## Your objective:
In the entries below, the line with "for (index, error)" marks the start. Return it and every following line exactly, ending with the last.

## Entries provided:
use std::{
  fmt,
  ops::{Deref, DerefMut},
};

/// One failed build may surface several independent problems, so every
/// fallible stage reports all of them at once instead of the first it hits.
#[derive(Debug)]
pub struct BuildError(pub Vec<anyhow::Error>);

pub type BuildResult<T> = anyhow::Result<T, BuildError>;

impl Deref for BuildError {
  type Target = Vec<anyhow::Error>;

  fn deref(&self) -> &Self::Target {
    &self.0
  }
}

impl DerefMut for BuildError {
  fn deref_mut(&mut self) -> &mut Self::Target {
    &mut self.0
  }
}

impl From<anyhow::Error> for BuildError {
  fn from(error: anyhow::Error) -> Self {
    Self(vec![error])
  }
}

impl From<Vec<anyhow::Error>> for BuildError {
  fn from(errors: Vec<anyhow::Error>) -> Self {
    Self(errors)
  }
}

impl fmt::Display for BuildError {
  fn fmt(&self, f: &mut fmt::Formatter<'_>) -> fmt::Result {
    for (index, error) in self.0.iter().enumerate() {
      if index > 0 {
        f.write_str("\n")?;
      }
      write!(f, "{error}")?;
    }
    Ok(())
  }
}

#[test]
fn test_collects_every_error() {
  let errors: BuildError = vec![anyhow::anyhow!("first"), anyhow::anyhow!("second")].into();
  assert_eq!(errors.len(), 2);
  assert_eq!(errors.to_string(), "first\nsecond");
}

## Finished exercise:
    for (index, error) in self.0.iter().enumerate() {
      if index > 0 {
        f.write_str("\n")?;
      }
      write!(f, "{error}")?;
    }
    Ok(())
  }
}

#[test]
fn test_collects_every_error() {
  let errors: BuildError = vec![anyhow::anyhow!("first"), anyhow::anyhow!("second")].into();
  assert_eq!(errors.len(), 2);
  assert_eq!(errors.to_string(), "first\nsecond");
}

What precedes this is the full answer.